__BRIEF__:
For the listing below, show each line that includes the string "Copy".

╭─ RECORDED INFORMATION

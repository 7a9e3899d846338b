//! Configuration I/O (YAML loading)
//!
//! Assembly defaults and mapper-level configuration can be kept in a versioned
//! YAML document. Method and member scopes travel with the mapping requests.

use super::error::{ConfigError, ConfigResult};
use super::patch::{MapperConfig, MappingConfigPatch};
use serde::{Deserialize, Serialize};
use std::collections::BTreeMap;
use std::path::Path;

pub const SUPPORTED_VERSIONS: [u32; 1] = [1];

/// YAML Schema v1
#[derive(Debug, Clone, Default, PartialEq, Eq, Serialize, Deserialize)]
#[serde(deny_unknown_fields)]
pub struct ConfigLayersV1 {
    /// Schema version (always 1 for v1)
    pub version: u32,

    /// Assembly-wide defaults
    #[serde(default)]
    pub assembly: MappingConfigPatch,

    /// Mapper name → mapper configuration
    #[serde(default)]
    pub mappers: BTreeMap<String, MapperConfig>,
}

impl ConfigLayersV1 {
    pub fn new() -> Self {
        Self {
            version: 1,
            ..Self::default()
        }
    }

    pub fn from_yaml(path: impl AsRef<Path>) -> ConfigResult<Self> {
        let content = std::fs::read_to_string(path)?;
        Self::from_yaml_str(&content)
    }

    pub fn from_yaml_str(content: &str) -> ConfigResult<Self> {
        let value: serde_yaml::Value = serde_yaml::from_str(content)?;

        // Version check before schema decoding so old files get a precise error
        let version = value
            .get("version")
            .and_then(serde_yaml::Value::as_u64)
            .ok_or(ConfigError::MissingVersion)?;
        let version = u32::try_from(version).map_err(|_| ConfigError::UnsupportedVersion {
            found: u32::MAX,
            supported: SUPPORTED_VERSIONS.to_vec(),
        })?;
        if !SUPPORTED_VERSIONS.contains(&version) {
            return Err(ConfigError::UnsupportedVersion {
                found: version,
                supported: SUPPORTED_VERSIONS.to_vec(),
            });
        }

        let layers: Self = serde_yaml::from_value(value)?;
        tracing::debug!(
            "Loaded configuration layers v{} with {} mapper(s)",
            layers.version,
            layers.mappers.len()
        );
        Ok(layers)
    }

    pub fn to_yaml(&self) -> ConfigResult<String> {
        serde_yaml::to_string(self).map_err(ConfigError::Yaml)
    }

    /// Mapper configuration by name; undeclared mappers use an empty one
    pub fn mapper(&self, name: &str) -> MapperConfig {
        self.mappers.get(name).cloned().unwrap_or_default()
    }
}
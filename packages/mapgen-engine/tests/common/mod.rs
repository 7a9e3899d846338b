//! Common test utilities for mapgen-engine
//!
//! Shared type graphs, request builders and plan assertions for the
//! integration tests.

#![allow(dead_code)]

mod assertions;
mod fixtures;

// Re-export all utilities
pub use assertions::*;
pub use fixtures::*;
#[cfg(test)]
mod tests {
    use super::*;
    use crate::config::{ConfigResolver, MapperConfig, MappingConfigPatch, MemberOverrides};
    use crate::features::mapping_plan::domain::MappingPlanNode;
    use crate::features::type_graph::{MemberDescriptor, TypeGraph, TypeGraphBuilder};

    fn config(settings: MappingConfigPatch) -> Arc<MappingConfiguration> {
        config_with(settings, MemberOverrides::new())
    }

    fn config_with(
        settings: MappingConfigPatch,
        overrides: MemberOverrides,
    ) -> Arc<MappingConfiguration> {
        Arc::new(
            ConfigResolver::resolve(
                &MappingConfigPatch::new(),
                &MapperConfig::new(),
                &settings,
                &overrides,
            )
            .unwrap(),
        )
    }

    /// Graph view that pretends one type does not exist
    struct Hiding<'g> {
        graph: &'g TypeGraph,
        hidden: TypeKey,
    }

    impl TypeLookup for Hiding<'_> {
        fn lookup(&self, key: &TypeKey) -> Option<&TypeDescriptor> {
            if *key == self.hidden {
                None
            } else {
                self.graph.get(key)
            }
        }
    }

    fn linked_list_graph() -> TypeGraph {
        TypeGraphBuilder::with_builtins()
            .add(
                TypeDescriptor::object("Node")
                    .with_member(MemberDescriptor::new("value", "int32"))
                    .with_member(MemberDescriptor::new("next", "Node").nullable()),
            )
            .add(
                TypeDescriptor::object("NodeDto")
                    .with_member(MemberDescriptor::new("value", "int64"))
                    .with_member(MemberDescriptor::new("next", "NodeDto").nullable()),
            )
            .build()
            .unwrap()
    }

    #[test]
    fn test_self_reference_closes_with_forward_reference() {
        let graph = linked_list_graph();
        let cache = PlanCache::new();
        let collector = DiagnosticsCollector::new();
        let mut builder = PlanBuilder::new(&graph, &cache, &collector);
        let cfg = config(MappingConfigPatch::new());

        let key = builder
            .plan_for(&"Node".into(), &"NodeDto".into(), &cfg)
            .unwrap()
            .unwrap();

        assert_eq!(cache.len(), 1);
        assert_eq!(builder.stats().cycles_closed, 1);
        assert_eq!(builder.stats().plans_built, 1);

        let plan = cache.get(&key).unwrap();
        let next = plan.assignment("next").unwrap();
        assert_eq!(next.node.child_key(), Some(&key));
        assert!(matches!(
            plan.assignment("value").unwrap().node,
            MappingPlanNode::PrimitiveConversion { .. }
        ));
        assert!(collector.is_empty());
    }

    #[test]
    fn test_cached_plan_is_reused() {
        let graph = linked_list_graph();
        let cache = PlanCache::new();
        let collector = DiagnosticsCollector::new();
        let cfg = config(MappingConfigPatch::new());

        let mut first = PlanBuilder::new(&graph, &cache, &collector);
        first
            .plan_for(&"Node".into(), &"NodeDto".into(), &cfg)
            .unwrap();

        let mut second = PlanBuilder::new(&graph, &cache, &collector);
        second
            .plan_for(&"Node".into(), &"NodeDto".into(), &cfg)
            .unwrap();
        assert_eq!(second.stats().cache_hits, 1);
        assert_eq!(second.stats().plans_built, 0);
        assert_eq!(cache.len(), 1);
    }

    #[test]
    fn test_unconvertible_member_is_reported_unmapped() {
        let graph = TypeGraphBuilder::with_builtins()
            .add(TypeDescriptor::object("Engine"))
            .add(TypeDescriptor::object("A").with_member(MemberDescriptor::new("engine", "Engine")))
            .add(TypeDescriptor::object("B").with_member(MemberDescriptor::new("engine", "int32")))
            .build()
            .unwrap();
        let cache = PlanCache::new();
        let collector = DiagnosticsCollector::new();
        let mut builder = PlanBuilder::new(&graph, &cache, &collector);

        let key = builder
            .plan_for(&"A".into(), &"B".into(), &config(MappingConfigPatch::new()))
            .unwrap()
            .unwrap();

        assert!(cache.get(&key).unwrap().assignments().is_empty());
        assert_eq!(collector.count_of(DiagnosticKind::UnmappedTargetMember), 1);
        assert_eq!(collector.count_of(DiagnosticKind::UnmappedSourceMember), 1);
    }

    #[test]
    fn test_scalar_pair_without_conversion_is_not_cached() {
        let graph = TypeGraphBuilder::with_builtins().build().unwrap();
        let cache = PlanCache::new();
        let collector = DiagnosticsCollector::new();
        let mut builder = PlanBuilder::new(&graph, &cache, &collector);

        let key = builder
            .plan_for(&"bool".into(), &"int32".into(), &config(MappingConfigPatch::new()))
            .unwrap();
        assert_eq!(key, None);
        assert!(cache.is_empty());
    }

    #[test]
    fn test_unknown_type() {
        let graph = TypeGraphBuilder::with_builtins().build().unwrap();
        let cache = PlanCache::new();
        let collector = DiagnosticsCollector::new();
        let mut builder = PlanBuilder::new(&graph, &cache, &collector);

        let err = builder
            .plan_for(&"Ghost".into(), &"int32".into(), &config(MappingConfigPatch::new()))
            .unwrap_err();
        assert!(matches!(err, ConfigError::UnknownType(name) if name == "Ghost"));
    }

    #[test]
    fn test_root_pair_reuses_request_configuration() {
        let graph = TypeGraphBuilder::with_builtins()
            .add(
                TypeDescriptor::object("Node")
                    .with_member(MemberDescriptor::new("value", "int32"))
                    .with_member(MemberDescriptor::new("next", "Node").nullable()),
            )
            .add(
                TypeDescriptor::object("NodeDto")
                    .with_member(MemberDescriptor::new("value", "int64"))
                    .with_member(MemberDescriptor::new("extra", "string"))
                    .with_member(MemberDescriptor::new("next", "NodeDto").nullable()),
            )
            .build()
            .unwrap();
        let cache = PlanCache::new();
        let collector = DiagnosticsCollector::new();
        let cfg = config_with(
            MappingConfigPatch::new(),
            MemberOverrides::new().ignore_target("extra"),
        );
        let mut builder = PlanBuilder::new(&graph, &cache, &collector).with_root(
            "Node".into(),
            "NodeDto".into(),
            Arc::clone(&cfg),
        );

        let key = builder
            .plan_for(&"Node".into(), &"NodeDto".into(), &cfg)
            .unwrap()
            .unwrap();

        assert_eq!(cache.len(), 1);
        assert_eq!(builder.stats().cycles_closed, 1);
        let plan = cache.get(&key).unwrap();
        assert_eq!(plan.assignment("next").unwrap().node.child_key(), Some(&key));
        assert!(collector.is_empty());
    }

    #[test]
    fn test_failed_build_publishes_nothing() {
        let graph = TypeGraphBuilder::with_builtins()
            .add(
                TypeDescriptor::object("Inner")
                    .with_member(MemberDescriptor::new("value", "int32")),
            )
            .add(
                TypeDescriptor::object("InnerDto")
                    .with_member(MemberDescriptor::new("value", "int32")),
            )
            .add(TypeDescriptor::object("Leaf"))
            .add(TypeDescriptor::object("LeafDto"))
            .add(
                TypeDescriptor::object("Outer")
                    .with_member(MemberDescriptor::new("first", "Inner"))
                    .with_member(MemberDescriptor::new("second", "Leaf")),
            )
            .add(
                TypeDescriptor::object("OuterDto")
                    .with_member(MemberDescriptor::new("first", "InnerDto"))
                    .with_member(MemberDescriptor::new("second", "LeafDto")),
            )
            .build()
            .unwrap();
        let lookup = Hiding {
            graph: &graph,
            hidden: "LeafDto".into(),
        };
        let cache = PlanCache::new();
        let collector = DiagnosticsCollector::new();
        let mut builder = PlanBuilder::new(&lookup, &cache, &collector);

        let err = builder
            .plan_for(&"Outer".into(), &"OuterDto".into(), &config(MappingConfigPatch::new()))
            .unwrap_err();

        assert!(matches!(err, ConfigError::UnknownType(name) if name == "LeafDto"));
        // Inner -> InnerDto finished before the failure but never became visible
        assert_eq!(builder.stats().plans_built, 1);
        assert!(cache.is_empty());
    }
}
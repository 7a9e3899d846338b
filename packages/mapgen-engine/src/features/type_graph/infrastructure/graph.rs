//! Immutable type graph with build-time validation
//!
//! The extractor hands over descriptors through `TypeGraphBuilder`; `build()`
//! checks that every reference resolves before the engine ever sees the graph:
//! 1. No duplicate type keys or member names
//! 2. Member types and collection element types exist
//! 3. Collection element chains end in a non-collection type
//!
//! Recursion through object members is fine (A → B → A); an infinite chain of
//! collections is not, because nothing would ever terminate the element plans.

use crate::features::type_graph::domain::{builtin_descriptors, TypeDescriptor, TypeKey};
use crate::features::type_graph::error::{GraphError, GraphResult};
use crate::features::type_graph::ports::TypeLookup;
use petgraph::algo::toposort;
use petgraph::graph::{DiGraph, NodeIndex};
use rustc_hash::{FxHashMap, FxHashSet};

#[derive(Debug, Clone, Default)]
pub struct TypeGraph {
    types: FxHashMap<TypeKey, TypeDescriptor>,
}

impl TypeGraph {
    pub fn get(&self, key: &TypeKey) -> Option<&TypeDescriptor> {
        self.types.get(key)
    }

    pub fn len(&self) -> usize {
        self.types.len()
    }

    pub fn is_empty(&self) -> bool {
        self.types.is_empty()
    }

    /// Type keys in sorted order
    pub fn keys(&self) -> Vec<&TypeKey> {
        let mut keys: Vec<_> = self.types.keys().collect();
        keys.sort();
        keys
    }
}

impl TypeLookup for TypeGraph {
    fn lookup(&self, key: &TypeKey) -> Option<&TypeDescriptor> {
        self.types.get(key)
    }
}

#[derive(Debug, Default)]
pub struct TypeGraphBuilder {
    types: Vec<TypeDescriptor>,
}

impl TypeGraphBuilder {
    pub fn new() -> Self {
        Self::default()
    }

    /// Builder pre-seeded with the primitive kinds and `string`
    pub fn with_builtins() -> Self {
        Self {
            types: builtin_descriptors(),
        }
    }

    pub fn add(mut self, descriptor: TypeDescriptor) -> Self {
        self.types.push(descriptor);
        self
    }

    pub fn add_all(mut self, descriptors: impl IntoIterator<Item = TypeDescriptor>) -> Self {
        self.types.extend(descriptors);
        self
    }

    pub fn build(self) -> GraphResult<TypeGraph> {
        let mut types: FxHashMap<TypeKey, TypeDescriptor> = FxHashMap::default();

        for descriptor in self.types {
            Self::check_members(&descriptor)?;

            if types.contains_key(&descriptor.key) {
                return Err(GraphError::DuplicateType(descriptor.key.to_string()));
            }
            types.insert(descriptor.key.clone(), descriptor);
        }

        Self::check_references(&types)?;
        Self::check_collection_chains(&types)?;

        Ok(TypeGraph { types })
    }

    fn check_members(descriptor: &TypeDescriptor) -> GraphResult<()> {
        let mut seen = FxHashSet::default();
        for member in &descriptor.members {
            if !seen.insert(member.name.as_str()) {
                return Err(GraphError::DuplicateMember {
                    type_key: descriptor.key.to_string(),
                    member: member.name.clone(),
                });
            }
        }
        Ok(())
    }

    fn check_references(types: &FxHashMap<TypeKey, TypeDescriptor>) -> GraphResult<()> {
        // Sorted so the reported error is stable
        let mut keys: Vec<_> = types.keys().collect();
        keys.sort();

        for key in keys {
            let descriptor = &types[key];
            for member in &descriptor.members {
                if !types.contains_key(&member.type_key) {
                    return Err(GraphError::UnknownMemberType {
                        type_key: key.to_string(),
                        member: member.name.clone(),
                        referenced: member.type_key.to_string(),
                    });
                }
            }
            if let Some(element) = descriptor.element_type() {
                if !types.contains_key(element) {
                    return Err(GraphError::UnknownElementType {
                        collection: key.to_string(),
                        element: element.to_string(),
                    });
                }
            }
        }
        Ok(())
    }

    fn check_collection_chains(types: &FxHashMap<TypeKey, TypeDescriptor>) -> GraphResult<()> {
        let mut graph: DiGraph<&TypeKey, ()> = DiGraph::new();
        let mut nodes: FxHashMap<&TypeKey, NodeIndex> = FxHashMap::default();

        let mut collections: Vec<_> = types.values().filter(|t| t.is_collection()).collect();
        collections.sort_by(|a, b| a.key.cmp(&b.key));

        for collection in collections {
            let Some(element) = collection.element_type() else {
                continue;
            };
            let from = *nodes
                .entry(&collection.key)
                .or_insert_with(|| graph.add_node(&collection.key));
            let to = *nodes.entry(element).or_insert_with(|| graph.add_node(element));
            graph.add_edge(from, to, ());
        }

        toposort(&graph, None)
            .map(|_| ())
            .map_err(|cycle| GraphError::CollectionCycle(graph[cycle.node_id()].to_string()))
    }
}
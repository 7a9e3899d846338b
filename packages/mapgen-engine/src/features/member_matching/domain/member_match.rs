//! Member matching results

use crate::features::type_graph::domain::MemberDescriptor;
use serde::Serialize;

/// How a pair was formed
#[derive(Debug, Clone, Copy, PartialEq, Eq, Hash, Serialize)]
#[serde(rename_all = "kebab-case")]
pub enum MatchOrigin {
    /// Explicit rename override
    Rename,
    /// Name equality under the configured case policy
    Name,
}

/// Source member feeding one target member
#[derive(Debug, Clone, Copy, PartialEq, Eq)]
pub struct MemberPair<'g> {
    pub source: &'g MemberDescriptor,
    pub target: &'g MemberDescriptor,
    pub origin: MatchOrigin,
}

/// Target member with more than one equally good source candidate
#[derive(Debug, Clone, PartialEq, Eq)]
pub struct AmbiguousMatch<'g> {
    pub target: &'g MemberDescriptor,
    pub candidates: Vec<&'g MemberDescriptor>,
}

impl AmbiguousMatch<'_> {
    pub fn candidate_names(&self) -> Vec<&str> {
        self.candidates.iter().map(|m| m.name.as_str()).collect()
    }
}

/// Outcome of matching one (source type, target type) pair.
///
/// Pairs follow target declaration order. Ambiguous targets also appear in
/// `unmatched_target`.
#[derive(Debug, Clone, Default, PartialEq, Eq)]
pub struct MemberMatchSet<'g> {
    pub pairs: Vec<MemberPair<'g>>,
    pub unmatched_source: Vec<&'g MemberDescriptor>,
    pub unmatched_target: Vec<&'g MemberDescriptor>,
    pub ambiguous: Vec<AmbiguousMatch<'g>>,
}

impl<'g> MemberMatchSet<'g> {
    pub fn pair_for_target(&self, target: &str) -> Option<&MemberPair<'g>> {
        self.pairs.iter().find(|p| p.target.name == target)
    }

    /// Whether `source` feeds at least one target
    pub fn feeds_any(&self, source: &str) -> bool {
        self.pairs.iter().any(|p| p.source.name == source)
    }

    /// Turn a pair without a usable conversion back into unmatched members.
    ///
    /// The source member becomes unmatched only when it feeds no other target.
    pub fn demote(&mut self, target: &str) -> Option<MemberPair<'g>> {
        let index = self.pairs.iter().position(|p| p.target.name == target)?;
        let pair = self.pairs.remove(index);

        self.unmatched_target.push(pair.target);
        if !self.feeds_any(&pair.source.name)
            && !self
                .unmatched_source
                .iter()
                .any(|m| m.name == pair.source.name)
        {
            self.unmatched_source.push(pair.source);
        }
        Some(pair)
    }

    pub fn is_complete(&self) -> bool {
        self.unmatched_source.is_empty() && self.unmatched_target.is_empty()
    }
}
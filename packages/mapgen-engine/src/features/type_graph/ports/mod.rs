pub mod type_lookup;

pub use type_lookup::TypeLookup;
//! Feature modules of the mapping resolution engine

pub mod conversion;
pub mod diagnostics;
pub mod mapping_plan;
pub mod member_matching;
pub mod type_graph;
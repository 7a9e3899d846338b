pub mod graph;

pub use graph::{TypeGraph, TypeGraphBuilder};
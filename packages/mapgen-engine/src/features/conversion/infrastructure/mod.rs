pub mod enum_mapping;
pub mod null_handling;
pub mod resolver;

pub use enum_mapping::{build_enum_plan, report_unmapped_values};
pub use null_handling::{guard_member, guard_root, Guarded};
pub use resolver::{ConversionContext, ConversionResolver};
//! Configuration provenance tracking
//!
//! Track which scope supplied each effective setting (built-in default,
//! assembly, mapper, method or member override).

use serde::{Deserialize, Serialize};
use std::collections::BTreeMap;
use std::fmt;

/// Configuration scope a value came from, ordered from weakest to strongest
#[derive(Debug, Clone, PartialEq, Eq, PartialOrd, Ord, Hash, Serialize, Deserialize)]
pub enum ConfigSource {
    /// Built-in default
    BuiltIn,

    /// Assembly-wide defaults
    Assembly,

    /// Mapper-level configuration
    Mapper,

    /// Method-level configuration
    Method,

    /// Member-level override for the named target member
    Member(String),
}

impl ConfigSource {
    /// Get a short description
    pub fn describe(&self) -> String {
        match self {
            ConfigSource::BuiltIn => "built-in".to_string(),
            ConfigSource::Assembly => "assembly".to_string(),
            ConfigSource::Mapper => "mapper".to_string(),
            ConfigSource::Method => "method".to_string(),
            ConfigSource::Member(name) => format!("member:{}", name),
        }
    }
}

impl fmt::Display for ConfigSource {
    fn fmt(&self, f: &mut fmt::Formatter<'_>) -> fmt::Result {
        f.write_str(&self.describe())
    }
}

/// Field path → scope that last set it
#[derive(Debug, Clone, Default, PartialEq, Eq, Serialize, Deserialize)]
pub struct ConfigProvenance {
    field_sources: BTreeMap<String, ConfigSource>,
}

impl ConfigProvenance {
    pub fn new() -> Self {
        Self::default()
    }

    /// Record field-level override
    pub fn track_field(&mut self, field_path: &str, source: ConfigSource) {
        self.field_sources.insert(field_path.to_string(), source);
    }

    /// Source for a field; untracked fields carry their built-in default
    pub fn get_source(&self, field_path: &str) -> ConfigSource {
        self.field_sources
            .get(field_path)
            .cloned()
            .unwrap_or(ConfigSource::BuiltIn)
    }

    pub fn field_sources(&self) -> &BTreeMap<String, ConfigSource> {
        &self.field_sources
    }

    /// Get human-readable summary
    pub fn summary(&self) -> String {
        if self.field_sources.is_empty() {
            return "All settings at built-in defaults".to_string();
        }

        let mut lines = vec!["Overridden fields:".to_string()];
        for (field, source) in &self.field_sources {
            lines.push(format!("  {} ← {}", field, source.describe()));
        }
        lines.join("\n")
    }
}
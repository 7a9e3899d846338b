//! Layer patches
//!
//! Patch types with all-optional fields, one per configuration scope
//! (assembly, mapper, method). Unset fields inherit from the weaker scope.

use super::format_provider::FormatProviderRegistry;
use super::mapping_config::MappingConfiguration;
use super::member_overrides::MemberSettingsPatch;
use super::options::{
    IgnoreObsoleteMembersStrategy, PropertyNameMappingStrategy, RequiredMappingStrategy,
};
use super::provenance::ConfigSource;
use crate::features::diagnostics::{DiagnosticKind, Severity};
use serde::{Deserialize, Serialize};
use std::collections::BTreeMap;

/// Patch for the scope-level settings (all fields optional)
#[derive(Debug, Clone, Default, PartialEq, Eq, Serialize, Deserialize)]
#[serde(rename_all = "PascalCase", deny_unknown_fields)]
pub struct MappingConfigPatch {
    #[serde(default, skip_serializing_if = "Option::is_none")]
    pub use_deep_cloning: Option<bool>,
    #[serde(default, skip_serializing_if = "Option::is_none")]
    pub property_name_mapping_strategy: Option<PropertyNameMappingStrategy>,
    #[serde(default, skip_serializing_if = "Option::is_none")]
    pub allow_null_property_assignment: Option<bool>,
    #[serde(default, skip_serializing_if = "Option::is_none")]
    pub throw_on_property_mapping_null_mismatch: Option<bool>,
    #[serde(default, skip_serializing_if = "Option::is_none")]
    pub throw_on_mapping_null_mismatch: Option<bool>,
    #[serde(default, skip_serializing_if = "Option::is_none")]
    pub ignore_obsolete_members_strategy: Option<IgnoreObsoleteMembersStrategy>,
    #[serde(default, skip_serializing_if = "Option::is_none")]
    pub required_mapping_strategy: Option<RequiredMappingStrategy>,
    #[serde(default, skip_serializing_if = "Option::is_none")]
    pub strict_enum_mappings: Option<bool>,
    #[serde(default, skip_serializing_if = "Option::is_none")]
    pub enum_mapping_ignore_case: Option<bool>,

    /// Per-kind severity overrides, merged kind by kind
    #[serde(default, skip_serializing_if = "BTreeMap::is_empty")]
    pub diagnostic_severities: BTreeMap<DiagnosticKind, Severity>,
}

impl MappingConfigPatch {
    pub fn new() -> Self {
        Self::default()
    }

    pub fn use_deep_cloning(mut self, v: bool) -> Self {
        self.use_deep_cloning = Some(v);
        self
    }

    pub fn property_name_mapping_strategy(mut self, v: PropertyNameMappingStrategy) -> Self {
        self.property_name_mapping_strategy = Some(v);
        self
    }

    pub fn allow_null_property_assignment(mut self, v: bool) -> Self {
        self.allow_null_property_assignment = Some(v);
        self
    }

    pub fn throw_on_property_mapping_null_mismatch(mut self, v: bool) -> Self {
        self.throw_on_property_mapping_null_mismatch = Some(v);
        self
    }

    pub fn throw_on_mapping_null_mismatch(mut self, v: bool) -> Self {
        self.throw_on_mapping_null_mismatch = Some(v);
        self
    }

    pub fn ignore_obsolete_members_strategy(mut self, v: IgnoreObsoleteMembersStrategy) -> Self {
        self.ignore_obsolete_members_strategy = Some(v);
        self
    }

    pub fn required_mapping_strategy(mut self, v: RequiredMappingStrategy) -> Self {
        self.required_mapping_strategy = Some(v);
        self
    }

    pub fn strict_enum_mappings(mut self, v: bool) -> Self {
        self.strict_enum_mappings = Some(v);
        self
    }

    pub fn enum_mapping_ignore_case(mut self, v: bool) -> Self {
        self.enum_mapping_ignore_case = Some(v);
        self
    }

    pub fn severity(mut self, kind: DiagnosticKind, severity: Severity) -> Self {
        self.diagnostic_severities.insert(kind, severity);
        self
    }

    pub fn is_empty(&self) -> bool {
        *self == Self::default()
    }

    /// Apply set fields onto `config`, recording `source` as their provenance
    pub fn apply_to(&self, config: &mut MappingConfiguration, source: ConfigSource) {
        if let Some(v) = self.use_deep_cloning {
            config.use_deep_cloning = v;
            config.provenance.track_field("UseDeepCloning", source.clone());
        }
        if let Some(v) = self.property_name_mapping_strategy {
            config.property_name_mapping_strategy = v;
            config
                .provenance
                .track_field("PropertyNameMappingStrategy", source.clone());
        }
        if let Some(v) = self.allow_null_property_assignment {
            config.allow_null_property_assignment = v;
            config
                .provenance
                .track_field("AllowNullPropertyAssignment", source.clone());
        }
        if let Some(v) = self.throw_on_property_mapping_null_mismatch {
            config.throw_on_property_mapping_null_mismatch = v;
            config
                .provenance
                .track_field("ThrowOnPropertyMappingNullMismatch", source.clone());
        }
        if let Some(v) = self.throw_on_mapping_null_mismatch {
            config.throw_on_mapping_null_mismatch = v;
            config
                .provenance
                .track_field("ThrowOnMappingNullMismatch", source.clone());
        }
        if let Some(v) = self.ignore_obsolete_members_strategy {
            config.ignore_obsolete_members_strategy = v;
            config
                .provenance
                .track_field("IgnoreObsoleteMembersStrategy", source.clone());
        }
        if let Some(v) = self.required_mapping_strategy {
            config.required_mapping_strategy = v;
            config
                .provenance
                .track_field("RequiredMappingStrategy", source.clone());
        }
        if let Some(v) = self.strict_enum_mappings {
            config.strict_enum_mappings = v;
            config
                .provenance
                .track_field("StrictEnumMappings", source.clone());
        }
        if let Some(v) = self.enum_mapping_ignore_case {
            config.enum_mapping_ignore_case = v;
            config
                .provenance
                .track_field("EnumMappingIgnoreCase", source.clone());
        }
        for (kind, severity) in &self.diagnostic_severities {
            config.diagnostic_severities.insert(*kind, *severity);
            config.provenance.track_field(
                &format!("DiagnosticSeverities.{}", kind.as_str()),
                source.clone(),
            );
        }
    }
}

/// Member-scope patches only carry the settings that make sense per member
impl From<&MemberSettingsPatch> for MappingConfigPatch {
    fn from(patch: &MemberSettingsPatch) -> Self {
        Self {
            use_deep_cloning: patch.use_deep_cloning,
            allow_null_property_assignment: patch.allow_null_property_assignment,
            throw_on_property_mapping_null_mismatch: patch.throw_on_property_mapping_null_mismatch,
            ..Self::default()
        }
    }
}

/// Configuration declared on one mapper: settings plus its provider registry
#[derive(Debug, Clone, Default, PartialEq, Eq, Serialize, Deserialize)]
#[serde(rename_all = "PascalCase", deny_unknown_fields)]
pub struct MapperConfig {
    #[serde(default)]
    pub settings: MappingConfigPatch,

    #[serde(default, skip_serializing_if = "FormatProviderRegistry::is_empty")]
    pub format_providers: FormatProviderRegistry,
}

impl MapperConfig {
    pub fn new() -> Self {
        Self::default()
    }

    pub fn with_settings(mut self, settings: MappingConfigPatch) -> Self {
        self.settings = settings;
        self
    }

    pub fn with_format_providers(mut self, registry: FormatProviderRegistry) -> Self {
        self.format_providers = registry;
        self
    }
}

╰─

__RESULT OF THE EXERCISE__:
#[derive(Debug, Clone, Copy, PartialEq, Eq, Hash, Serialize)]
#[derive(Debug, Clone, Copy, PartialEq, Eq)]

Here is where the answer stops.